6. The presentation layer
This layer is primarily responsible for preparing data so that it can be used by the application layer; in other words, layer 6 makes the data presentable for applications to consume. The presentation layer is responsible for translation, encryption, and compression of data.
Two communicating devices communicating may be using different encoding methods, so layer 6 is responsible for translating incoming data into a syntax that the application layer of the receiving device can understand.
If the devices are communicating over an encrypted connection, layer 6 is responsible for adding the encryption on the sender’s end as well as decoding the encryption on the receiver’s end so that it can present the application layer with unencrypted, readable data.

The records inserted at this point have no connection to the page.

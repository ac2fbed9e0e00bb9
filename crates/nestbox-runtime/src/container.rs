//! Persisted container record.

use std::net::Ipv4Addr;
use std::path::PathBuf;

use chrono::{DateTime, Utc};
use nestbox_common::types::{ContainerId, ContainerStatus, ResourceLimits, VolumeSpec};
use serde::{Deserialize, Serialize};

/// Identity and observable state of one container.
#[derive(Debug, Clone, PartialEq, Eq, Serialize, Deserialize)]
pub struct ContainerRecord {
    /// Unique identifier.
    pub id: ContainerId,
    /// Host-visible PID of the container's init process.
    pub pid: u32,
    /// Current lifecycle status.
    pub status: ContainerStatus,
    /// When the run request was accepted.
    pub created_at: DateTime<Utc>,
    /// Command and arguments run inside the container.
    pub command: Vec<String>,
    /// Host end of the veth pair, once created.
    #[serde(default)]
    pub veth_host_name: Option<String>,
    /// Container end of the veth pair, once created.
    #[serde(default)]
    pub veth_peer_name: Option<String>,
    /// Address inside the container subnet, once allocated.
    #[serde(default)]
    pub container_ip: Option<Ipv4Addr>,
    /// File receiving the command's stdout and stderr.
    pub log_file_path: PathBuf,
    /// Whether the run returned immediately.
    pub detached: bool,
    /// The container's cgroup scope.
    pub cgroup_path: PathBuf,
    /// Root filesystem the container is jailed into.
    pub rootfs_path: PathBuf,
    /// Limits applied to the cgroup scope.
    #[serde(default)]
    pub limits: ResourceLimits,
    /// Volumes bind-mounted into the rootfs.
    #[serde(default)]
    pub volumes: Vec<VolumeSpec>,
    /// Exit status of the command, when the runtime observed it.
    #[serde(default)]
    pub exit_code: Option<i32>,
}

impl ContainerRecord {
    /// Whether the record claims the container is running.
    #[must_use]
    pub fn is_running(&self) -> bool {
        self.status == ContainerStatus::Running
    }

    /// Command line joined with spaces.
    #[must_use]
    pub fn command_line(&self) -> String {
        self.command.join(" ")
    }
}

#[cfg(test)]
pub(crate) mod fixtures {
    use super::*;

    /// A running record with every path below `dir`.
    pub fn record(id: &str, dir: &std::path::Path) -> ContainerRecord {
        ContainerRecord {
            id: ContainerId::new(id),
            pid: 4242,
            status: ContainerStatus::Running,
            created_at: Utc::now(),
            command: vec!["/bin/sleep".into(), "60".into()],
            veth_host_name: None,
            veth_peer_name: None,
            container_ip: None,
            log_file_path: dir.join(format!("{id}.log")),
            detached: true,
            cgroup_path: dir.join("cgroup").join(id),
            rootfs_path: dir.join("rootfs"),
            limits: ResourceLimits::default(),
            volumes: Vec::new(),
            exit_code: None,
        }
    }
}

#[cfg(test)]
mod tests {
    use super::fixtures::record;
    use super::*;

    #[test]
    fn new_record_is_running_with_joined_command() {
        let dir = tempfile::tempdir().expect("tempdir");
        let r = record("abc", dir.path());
        assert!(r.is_running());
        assert_eq!(r.command_line(), "/bin/sleep 60");
    }

    #[test]
    fn record_json_is_human_readable() {
        let dir = tempfile::tempdir().expect("tempdir");
        let mut r = record("abc", dir.path());
        r.container_ip = Some(Ipv4Addr::new(10, 0, 0, 2));
        let json = serde_json::to_value(&r).expect("serialize");
        assert_eq!(json["id"], "abc");
        assert_eq!(json["status"], "running");
        assert_eq!(json["container_ip"], "10.0.0.2");
        assert!(json["veth_host_name"].is_null());
    }

    #[test]
    fn optional_fields_may_be_absent_on_disk() {
        let json = r#"{
            "id": "abc",
            "pid": 7,
            "status": "exited",
            "created_at": "2024-01-02T03:04:05Z",
            "command": ["/bin/true"],
            "log_file_path": "/var/lib/nestbox/logs/abc.log",
            "detached": false,
            "cgroup_path": "/sys/fs/cgroup/nestbox/abc",
            "rootfs_path": "/rootfs"
        }"#;
        let r: ContainerRecord = serde_json::from_str(json).expect("parse");
        assert_eq!(r.status, ContainerStatus::Exited);
        assert_eq!(r.container_ip, None);
        assert!(r.volumes.is_empty());
    }
}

Finally the presentation layer is also responsible for compressing data it receives from the application layer before delivering it to layer 5. This helps improve the speed and efficiency of communication by minimizing the amount of data that will be transferred.
5. The session layer
This is the layer responsible for opening and closing communication between the two devices. The time between when the communication is opened and closed is known as the session. The session layer ensures that the session stays open long enough to transfer all the data being exchanged, and then promptly closes the session in order to avoid wasting resources.

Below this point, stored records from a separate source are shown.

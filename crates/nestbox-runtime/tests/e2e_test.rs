//! End-to-end tests for the Nestbox runtime.
//!
//! The first group drives the state repository, IP pool and lifecycle policy
//! across crates without privileges. The second group launches real
//! containers; it only runs as root with `NBX_TEST_ROOTFS` pointing at a
//! prepared root filesystem and returns early otherwise.

#![allow(clippy::expect_used, clippy::unwrap_used)]

use std::collections::HashSet;
use std::net::Ipv4Addr;
use std::path::{Path, PathBuf};
use std::sync::atomic::AtomicBool;
use std::time::{Duration, Instant};

use chrono::Utc;
use nestbox_common::config::RuntimeConfig;
use nestbox_common::error::NestboxError;
use nestbox_common::limits::{CpuLimit, MemoryLimit, cpu_limit_to_cgroup, memory_limit_to_bytes};
use nestbox_common::types::{ContainerId, ContainerStatus, ResourceLimits, VolumeSpec};
use nestbox_runtime::container::ContainerRecord;
use nestbox_runtime::engine::{Engine, StopOutcome};
use nestbox_runtime::process::RunRequest;
use nestbox_runtime::state::StateStore;

fn config(dir: &Path) -> RuntimeConfig {
    let mut config = RuntimeConfig::with_state_dir(dir.join("state"));
    config.cgroup_root = dir.join("cgroup");
    config
}

fn record(id: &str, pid: u32, dir: &Path) -> ContainerRecord {
    ContainerRecord {
        id: ContainerId::new(id),
        pid,
        status: ContainerStatus::Running,
        created_at: Utc::now(),
        command: vec!["/bin/sleep".into(), "100".into()],
        veth_host_name: None,
        veth_peer_name: None,
        container_ip: None,
        log_file_path: dir.join(format!("{id}.log")),
        detached: true,
        cgroup_path: dir.join("cgroup").join(id),
        rootfs_path: dir.join("rootfs"),
        limits: ResourceLimits::default(),
        volumes: Vec::new(),
        exit_code: None,
    }
}

fn exited_pid() -> u32 {
    let mut child = std::process::Command::new("true").spawn().expect("spawn");
    let pid = child.id();
    let _ = child.wait().expect("wait");
    pid
}

// ── State repository ────────────────────────────────────────────────

#[test]
fn record_survives_a_fresh_store_instance() {
    let dir = tempfile::tempdir().expect("tempdir");
    let cfg = config(dir.path());
    let mut r = record("3f2a9c1b0d4e5f60718293a4b5c6d7e8", 77, dir.path());
    r.container_ip = Some(Ipv4Addr::new(10, 0, 0, 9));
    r.limits = ResourceLimits::parse(Some("0.5"), Some("512M")).expect("limits");
    r.volumes = vec![VolumeSpec::parse("/srv/data:/data").expect("volume")];
    StateStore::open(&cfg).expect("open").save(&r).expect("save");

    let reopened = StateStore::open(&cfg).expect("reopen");
    assert_eq!(reopened.load("3f2a").expect("load"), r);
}

#[test]
fn prefixes_resolve_uniquely_or_report_ambiguity() {
    let dir = tempfile::tempdir().expect("tempdir");
    let store = StateStore::open(&config(dir.path())).expect("open");
    for id in ["abc123", "abd456", "xyz789"] {
        store.save(&record(id, 1, dir.path())).expect("save");
    }

    assert_eq!(store.resolve("abc").expect("unique").as_str(), "abc123");
    assert_eq!(store.resolve("x").expect("unique").as_str(), "xyz789");
    assert!(matches!(
        store.resolve("ab").unwrap_err(),
        NestboxError::AmbiguousId { .. }
    ));
    assert!(matches!(
        store.resolve("q").unwrap_err(),
        NestboxError::NotFound { .. }
    ));
}

// ── IP pool ─────────────────────────────────────────────────────────

#[test]
fn concurrent_allocations_from_separate_stores_are_distinct() {
    let dir = tempfile::tempdir().expect("tempdir");
    let cfg = config(dir.path());
    let _ = StateStore::open(&cfg).expect("init");

    let handles: Vec<_> = (0..16)
        .map(|n| {
            let cfg = cfg.clone();
            std::thread::spawn(move || {
                let store = StateStore::open(&cfg).expect("open");
                let net = cfg.network.clone();
                store
                    .with_ipam(|pool| pool.allocate(&format!("c{n}"), &net))
                    .expect("allocate")
            })
        })
        .collect();
    let addrs: HashSet<Ipv4Addr> = handles
        .into_iter()
        .map(|h| h.join().expect("thread"))
        .collect();

    assert_eq!(addrs.len(), 16);
    for addr in &addrs {
        let [a, b, c, d] = addr.octets();
        assert_eq!((a, b, c), (10, 0, 0));
        assert!((2..=254).contains(&d), "{addr} outside the container range");
    }
}

#[test]
fn concurrent_updates_to_one_record_are_all_kept() {
    let dir = tempfile::tempdir().expect("tempdir");
    let cfg = config(dir.path());
    let mut r = record("shared", 1, dir.path());
    r.command.clear();
    StateStore::open(&cfg).expect("open").save(&r).expect("save");

    let handles: Vec<_> = (0..16)
        .map(|n| {
            let cfg = cfg.clone();
            let id = r.id.clone();
            std::thread::spawn(move || {
                let store = StateStore::open(&cfg).expect("open");
                for round in 0..4 {
                    let _ = store
                        .update(&id, |rec| {
                            rec.command.push(format!("w{n}-{round}"));
                            Ok(())
                        })
                        .expect("update");
                }
            })
        })
        .collect();
    for h in handles {
        h.join().expect("thread");
    }

    let stored = StateStore::open(&cfg).expect("reopen").load("shared").expect("load");
    let writes: HashSet<&str> = stored.command.iter().map(String::as_str).collect();
    assert_eq!(stored.command.len(), 64);
    assert_eq!(writes.len(), 64);
    assert!(writes.contains("w0-0") && writes.contains("w15-3"));
}

#[test]
fn repeated_allocation_for_one_container_is_stable() {
    let dir = tempfile::tempdir().expect("tempdir");
    let cfg = config(dir.path());
    let store = StateStore::open(&cfg).expect("open");
    let net = cfg.network.clone();

    let first = store
        .with_ipam(|pool| pool.allocate("same", &net))
        .expect("first");
    let second = store
        .with_ipam(|pool| pool.allocate("same", &net))
        .expect("second");
    assert_eq!(first, second);
    assert_eq!(first, Ipv4Addr::new(10, 0, 0, 2));
}

// ── Lifecycle policy ────────────────────────────────────────────────

#[test]
fn listing_marks_dead_processes_exited() {
    let dir = tempfile::tempdir().expect("tempdir");
    let engine = Engine::new(config(dir.path())).expect("engine");
    engine
        .store()
        .save(&record("stale", exited_pid(), dir.path()))
        .expect("save");

    let listed = engine.list().expect("list");
    assert_eq!(listed.len(), 1);
    assert_eq!(listed[0].status, ContainerStatus::Exited);
}

#[test]
fn removing_a_live_container_is_refused() {
    let dir = tempfile::tempdir().expect("tempdir");
    let engine = Engine::new(config(dir.path())).expect("engine");
    engine
        .store()
        .save(&record("alive", std::process::id(), dir.path()))
        .expect("save");

    assert!(matches!(
        engine.remove("alive").unwrap_err(),
        NestboxError::StillRunning { .. }
    ));
    assert!(engine.inspect("alive").is_ok());
}

#[test]
fn stopping_an_already_exited_process_is_not_an_error() {
    let dir = tempfile::tempdir().expect("tempdir");
    let engine = Engine::new(config(dir.path())).expect("engine");
    engine
        .store()
        .save(&record("quiet", exited_pid(), dir.path()))
        .expect("save");

    let outcome = engine.stop("quiet").expect("stop");
    assert_eq!(outcome, StopOutcome::Stopped);
    assert!(engine.inspect("quiet").expect("load").status.is_terminal());
}

// ── Resource limit codec ────────────────────────────────────────────

#[test]
fn limit_strings_translate_to_kernel_values() {
    assert_eq!(cpu_limit_to_cgroup("0.5").expect("cpu"), "50000 100000");
    assert_eq!(cpu_limit_to_cgroup("unlimited").expect("cpu"), "max 100000");
    assert_eq!(memory_limit_to_bytes("512M").expect("mem"), Some(536_870_912));
    assert_eq!(memory_limit_to_bytes("1G").expect("mem"), Some(1_073_741_824));
    assert_eq!(memory_limit_to_bytes("max").expect("mem"), None);
    assert!(CpuLimit::parse("-1").is_err());
    assert!(MemoryLimit::parse("").is_err());
}

// ── Privileged scenarios ────────────────────────────────────────────

fn privileged_rootfs() -> Option<PathBuf> {
    if !nix::unistd::geteuid().is_root() {
        return None;
    }
    std::env::var_os("NBX_TEST_ROOTFS")
        .map(PathBuf::from)
        .filter(|p| p.is_dir())
}

fn privileged_engine(dir: &Path) -> Engine {
    let mut cfg = RuntimeConfig::with_state_dir(dir.join("state"));
    cfg.cgroup_root = PathBuf::from("/sys/fs/cgroup/nestbox-e2e");
    Engine::new(cfg).expect("engine")
}

fn request(rootfs: &Path, command: &[&str], detached: bool) -> RunRequest {
    RunRequest {
        command: command.iter().map(ToString::to_string).collect(),
        limits: ResourceLimits::default(),
        volumes: Vec::new(),
        rootfs: rootfs.to_path_buf(),
        detached,
    }
}

#[test]
fn foreground_success_ends_terminal() {
    let Some(rootfs) = privileged_rootfs() else { return };
    let dir = tempfile::tempdir().expect("tempdir");
    let engine = privileged_engine(dir.path());

    let running = engine
        .run(request(&rootfs, &["/bin/true"], false))
        .expect("run");
    let id = running.id().clone();
    let code = running.wait(&AtomicBool::new(false)).expect("wait");
    assert_eq!(code, 0);

    let listed = engine.list().expect("list");
    let r = listed.iter().find(|r| r.id == id).expect("listed");
    assert!(r.status.is_terminal());
    let _ = engine.remove(id.as_str()).expect("cleanup");
}

#[test]
fn detached_container_stops_and_is_removed() {
    let Some(rootfs) = privileged_rootfs() else { return };
    let dir = tempfile::tempdir().expect("tempdir");
    let engine = privileged_engine(dir.path());

    let id = engine
        .run(request(&rootfs, &["/bin/sleep", "100"], true))
        .expect("run")
        .id()
        .clone();
    let r = engine.inspect(id.as_str()).expect("inspect");
    assert_eq!(r.status, ContainerStatus::Running);
    if let Some(ip) = r.container_ip {
        assert_eq!(&ip.octets()[..3], &[10, 0, 0]);
    }

    let started = Instant::now();
    assert_eq!(engine.stop(id.as_str()).expect("stop"), StopOutcome::Stopped);
    assert!(started.elapsed() < engine.config().stop_grace_period + Duration::from_secs(2));
    assert_eq!(
        engine.inspect(id.as_str()).expect("inspect").status,
        ContainerStatus::Stopped
    );

    let _ = engine.remove(id.as_str()).expect("remove");
    assert!(engine.inspect(id.as_str()).is_err());
    assert!(!r.log_file_path.exists());
}

#[test]
fn concurrent_detached_runs_get_distinct_resources() {
    let Some(rootfs) = privileged_rootfs() else { return };
    let dir = tempfile::tempdir().expect("tempdir");
    let engine = privileged_engine(dir.path());

    let a = engine
        .run(request(&rootfs, &["/bin/sleep", "100"], true))
        .expect("run a")
        .record()
        .clone();
    let b = engine
        .run(request(&rootfs, &["/bin/sleep", "100"], true))
        .expect("run b")
        .record()
        .clone();
    let a = engine.inspect(a.id.as_str()).expect("a");
    let b = engine.inspect(b.id.as_str()).expect("b");

    assert_ne!(a.cgroup_path, b.cgroup_path);
    if let (Some(ip_a), Some(ip_b)) = (a.container_ip, b.container_ip) {
        assert_ne!(ip_a, ip_b);
    }
    for r in [a, b] {
        let _ = engine.stop(r.id.as_str()).expect("stop");
        let _ = engine.remove(r.id.as_str()).expect("remove");
    }
}

#[test]
fn memory_limit_reaches_the_cgroup() {
    let Some(rootfs) = privileged_rootfs() else { return };
    let dir = tempfile::tempdir().expect("tempdir");
    let engine = privileged_engine(dir.path());

    let mut req = request(&rootfs, &["/bin/sleep", "100"], true);
    req.limits = ResourceLimits::parse(None, Some("512M")).expect("limits");
    let r = engine.run(req).expect("run").record().clone();

    let max = std::fs::read_to_string(r.cgroup_path.join("memory.max")).expect("memory.max");
    assert_eq!(max.trim(), "536870912");
    let _ = engine.stop(r.id.as_str()).expect("stop");
    let _ = engine.remove(r.id.as_str()).expect("remove");
}

#[test]
fn volume_is_shared_both_ways() {
    let Some(rootfs) = privileged_rootfs() else { return };
    let dir = tempfile::tempdir().expect("tempdir");
    let engine = privileged_engine(dir.path());
    let host = dir.path().join("shared");
    std::fs::create_dir(&host).expect("mkdir");
    std::fs::write(host.join("in.txt"), "from host\n").expect("write");

    let mut req = request(
        &rootfs,
        &["/bin/sh", "-c", "cat /data/in.txt && echo from container > /data/out.txt"],
        false,
    );
    req.volumes = vec![VolumeSpec::parse(&format!("{}:/data", host.display())).expect("volume")];
    let running = engine.run(req).expect("run");
    let id = running.id().clone();
    assert_eq!(running.wait(&AtomicBool::new(false)).expect("wait"), 0);

    let mut log = Vec::new();
    let _ = engine.logs(id.as_str(), &mut log).expect("logs");
    assert!(String::from_utf8_lossy(&log).contains("from host"));
    let out = std::fs::read_to_string(host.join("out.txt")).expect("out.txt");
    assert_eq!(out, "from container\n");
    let _ = engine.remove(id.as_str()).expect("remove");
}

The session layer also synchronizes data transfer with checkpoints. For example, if a 100 megabyte file is being transferred, the session layer could set a checkpoint every 5 megabytes. In the case of a disconnect or a crash after 52 megabytes have been transferred, the session could be resumed from the last checkpoint, meaning only 50 more megabytes of data need to be transferred. Without the checkpoints, the entire transfer would have to begin again from scratch.
4. The transport layer
Layer 4 is responsible for end-to-end communication between the two devices. This includes taking data from the session layer and breaking it up into chunks called segments before sending it to layer 3. The transport layer on the receiving device is responsible for reassembling the segments into data the session layer can consume.

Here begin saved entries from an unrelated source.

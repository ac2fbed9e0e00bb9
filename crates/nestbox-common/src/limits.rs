//! Human-readable resource limits and their cgroup v2 encodings.
//!
//! CPU limits are fractional core counts (`"1"`, `"0.5"`) or `"unlimited"`,
//! written to `cpu.max` as `"<quota> <period>"` with a fixed period of
//! [`CPU_PERIOD_US`]. Memory limits are byte counts with an optional
//! `K`/`M`/`G` suffix (powers of 1024) or `"unlimited"`, written to
//! `memory.max`. The kernel spells "unlimited" as `max`, which is accepted
//! as an input alias.

use std::fmt;

use serde::{Deserialize, Serialize};

use crate::constants::{CPU_MIN_QUOTA_US, CPU_PERIOD_US};
use crate::error::{NestboxError, Result};

const UNLIMITED: &str = "unlimited";
const KERNEL_MAX: &str = "max";

fn is_unlimited(s: &str) -> bool {
    s.eq_ignore_ascii_case(UNLIMITED) || s.eq_ignore_ascii_case(KERNEL_MAX)
}

/// A CPU bandwidth limit.
#[derive(Debug, Clone, Copy, Default, PartialEq, Eq, Serialize, Deserialize)]
pub enum CpuLimit {
    /// No quota.
    #[default]
    Unlimited,
    /// At most `quota_us` microseconds of CPU time per `period_us`.
    Quota {
        /// Allowed CPU time per period.
        quota_us: u64,
        /// Length of the accounting period.
        period_us: u64,
    },
}

impl CpuLimit {
    /// Parses a core count such as `"1"`, `"0.5"`, `"2.25"`, or `"unlimited"`.
    ///
    /// The quota is `round(period * cores)`.
    ///
    /// # Errors
    ///
    /// Returns [`NestboxError::InvalidInput`] if the value is not a positive
    /// finite number or rounds to a quota below the kernel minimum.
    #[allow(
        clippy::cast_possible_truncation,
        clippy::cast_sign_loss,
        clippy::cast_precision_loss
    )]
    pub fn parse(input: &str) -> Result<Self> {
        let s = input.trim();
        if is_unlimited(s) {
            return Ok(Self::Unlimited);
        }
        let cores: f64 = s
            .parse()
            .map_err(|_| NestboxError::invalid(format!("invalid CPU limit format: {input:?}")))?;
        if !cores.is_finite() || cores <= 0.0 {
            return Err(NestboxError::invalid(format!(
                "CPU limit must be a positive number of cores: {input:?}"
            )));
        }
        let quota = (CPU_PERIOD_US as f64 * cores).round();
        if quota < CPU_MIN_QUOTA_US as f64 || quota >= u64::MAX as f64 {
            return Err(NestboxError::invalid(format!(
                "CPU limit {input:?} is outside the range the kernel accepts"
            )));
        }
        Ok(Self::Quota {
            quota_us: quota as u64,
            period_us: CPU_PERIOD_US,
        })
    }

    /// Value to write into `cpu.max`.
    #[must_use]
    pub fn to_cgroup(&self) -> String {
        match self {
            Self::Unlimited => format!("{KERNEL_MAX} {CPU_PERIOD_US}"),
            Self::Quota {
                quota_us,
                period_us,
            } => format!("{quota_us} {period_us}"),
        }
    }
}

impl fmt::Display for CpuLimit {
    #[allow(clippy::cast_precision_loss)]
    fn fmt(&self, f: &mut fmt::Formatter<'_>) -> fmt::Result {
        match self {
            Self::Unlimited => f.write_str(UNLIMITED),
            Self::Quota {
                quota_us,
                period_us,
            } => write!(f, "{}", *quota_us as f64 / *period_us as f64),
        }
    }
}

/// A hard memory ceiling.
#[derive(Debug, Clone, Copy, Default, PartialEq, Eq, Serialize, Deserialize)]
pub enum MemoryLimit {
    /// No ceiling.
    #[default]
    Unlimited,
    /// At most this many bytes.
    Bytes(u64),
}

impl MemoryLimit {
    /// Parses `"512M"`, `"1G"`, `"64k"`, `"1048576"`, or `"unlimited"`.
    ///
    /// Suffixes are case-insensitive powers of 1024.
    ///
    /// # Errors
    ///
    /// Returns [`NestboxError::InvalidInput`] if the number is missing,
    /// not a positive integer, or overflows when scaled.
    pub fn parse(input: &str) -> Result<Self> {
        let s = input.trim();
        if is_unlimited(s) {
            return Ok(Self::Unlimited);
        }
        let (digits, multiplier) = match s.char_indices().last() {
            Some((i, 'k' | 'K')) => (&s[..i], 1u64 << 10),
            Some((i, 'm' | 'M')) => (&s[..i], 1 << 20),
            Some((i, 'g' | 'G')) => (&s[..i], 1 << 30),
            _ => (s, 1),
        };
        let value: u64 = digits.trim().parse().map_err(|_| {
            NestboxError::invalid(format!("invalid memory limit format: {input:?}"))
        })?;
        if value == 0 {
            return Err(NestboxError::invalid(format!(
                "memory limit must be positive: {input:?}"
            )));
        }
        value
            .checked_mul(multiplier)
            .map(Self::Bytes)
            .ok_or_else(|| NestboxError::invalid(format!("memory limit too large: {input:?}")))
    }

    /// Byte count, or `None` when unlimited.
    #[must_use]
    pub const fn bytes(&self) -> Option<u64> {
        match self {
            Self::Unlimited => None,
            Self::Bytes(b) => Some(*b),
        }
    }

    /// Value to write into `memory.max`.
    #[must_use]
    pub fn to_cgroup(&self) -> String {
        self.bytes()
            .map_or_else(|| KERNEL_MAX.to_string(), |b| b.to_string())
    }
}

impl fmt::Display for MemoryLimit {
    fn fmt(&self, f: &mut fmt::Formatter<'_>) -> fmt::Result {
        match self {
            Self::Unlimited => f.write_str(UNLIMITED),
            Self::Bytes(b) => write!(f, "{b}"),
        }
    }
}

/// Translates a CPU limit string into `cpu.max` syntax.
///
/// # Errors
///
/// See [`CpuLimit::parse`].
pub fn cpu_limit_to_cgroup(input: &str) -> Result<String> {
    CpuLimit::parse(input).map(|l| l.to_cgroup())
}

/// Translates a memory limit string into a byte count (`None` = unlimited).
///
/// # Errors
///
/// See [`MemoryLimit::parse`].
pub fn memory_limit_to_bytes(input: &str) -> Result<Option<u64>> {
    MemoryLimit::parse(input).map(|l| l.bytes())
}

#[cfg(test)]
mod tests {
    use super::*;

    #[test]
    fn one_core_is_a_full_period() {
        assert_eq!(cpu_limit_to_cgroup("1").unwrap(), "100000 100000");
    }

    #[test]
    fn half_core_is_half_a_period() {
        assert_eq!(cpu_limit_to_cgroup("0.5").unwrap(), "50000 100000");
    }

    #[test]
    fn fractional_cores_round_to_nearest_microsecond() {
        assert_eq!(cpu_limit_to_cgroup("2.25").unwrap(), "225000 100000");
        assert_eq!(cpu_limit_to_cgroup("0.333333").unwrap(), "33333 100000");
    }

    #[test]
    fn unlimited_cpu_uses_kernel_sentinel() {
        assert_eq!(cpu_limit_to_cgroup("unlimited").unwrap(), "max 100000");
        assert_eq!(cpu_limit_to_cgroup("max").unwrap(), "max 100000");
    }

    #[test]
    fn cpu_rejects_garbage_and_non_positive() {
        assert!(cpu_limit_to_cgroup("abc").is_err());
        assert!(cpu_limit_to_cgroup("0").is_err());
        assert!(cpu_limit_to_cgroup("-1").is_err());
        assert!(cpu_limit_to_cgroup("NaN").is_err());
        assert!(cpu_limit_to_cgroup("0.001").is_err());
    }

    #[test]
    fn memory_suffixes_scale_by_1024() {
        assert_eq!(memory_limit_to_bytes("512M").unwrap(), Some(536_870_912));
        assert_eq!(memory_limit_to_bytes("1G").unwrap(), Some(1_073_741_824));
        assert_eq!(memory_limit_to_bytes("64k").unwrap(), Some(65_536));
        assert_eq!(memory_limit_to_bytes("4096").unwrap(), Some(4096));
    }

    #[test]
    fn unlimited_memory_has_no_byte_count() {
        assert_eq!(memory_limit_to_bytes("unlimited").unwrap(), None);
        assert_eq!(MemoryLimit::Unlimited.to_cgroup(), "max");
    }

    #[test]
    fn memory_rejects_bad_values() {
        assert!(memory_limit_to_bytes("").is_err());
        assert!(memory_limit_to_bytes("M").is_err());
        assert!(memory_limit_to_bytes("0M").is_err());
        assert!(memory_limit_to_bytes("1.5G").is_err());
        assert!(memory_limit_to_bytes("99999999999999G").is_err());
    }
}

The transport layer is also responsible for flow control and error control. Flow control determines an optimal speed of transmission to ensure that a sender with a fast connection doesn’t overwhelm a receiver with a slow connection. The transport layer performs error control on the receiving end by ensuring that the data received is complete, and requesting a retransmission if it isn’t.
3. The network layer
The network layer is responsible for facilitating data transfer between two different networks. If the two devices communicating are on the same network, then the network layer is unnecessary. The network layer breaks up segments from the transport layer into smaller units, called packets, on the sender’s device, and reassembling these packets on the receiving device. The network layer also finds the best physical path for the data to reach its destination; this is known as routing.
2. The data link layer
The data link layer is very similar to the network layer, except the data link layer facilitates data transfer between two devices on the SAME network. The data link layer takes packets from the network layer and breaks them into smaller pieces called frames. Like the network layer, the data link layer is also responsible for flow control and error control in intra-network communication (The transport layer only does flow control and error control for inter-network communications).
1. The physical layer
This layer includes the physical equipment involved in the data transfer, such as the cables and switches. This is also the layer where the data gets converted into a bit stream, which is a string of 1s and 0s. The physical layer of both devices must also agree on a signal convention so that the 1s can be distinguished from the 0s on both devices.
Advantages of OSI Model
The OSI model helps users and operators of computer networks:
- Determine the required hardware and software to build their network.
- Understand and communicate the process followed by components communicating across a network.
- Perform troubleshooting, by identifying which network layer is causing an issue and focusing efforts on that layer.
The OSI model helps network device manufacturers and networking software vendors:
- Create devices and software that can communicate with products from any other vendor, allowing open interoperability
- Define which parts of the network their products should work with.
- Communicate to users at which network layers their product operates — for example, only at the application layer, or across the stack.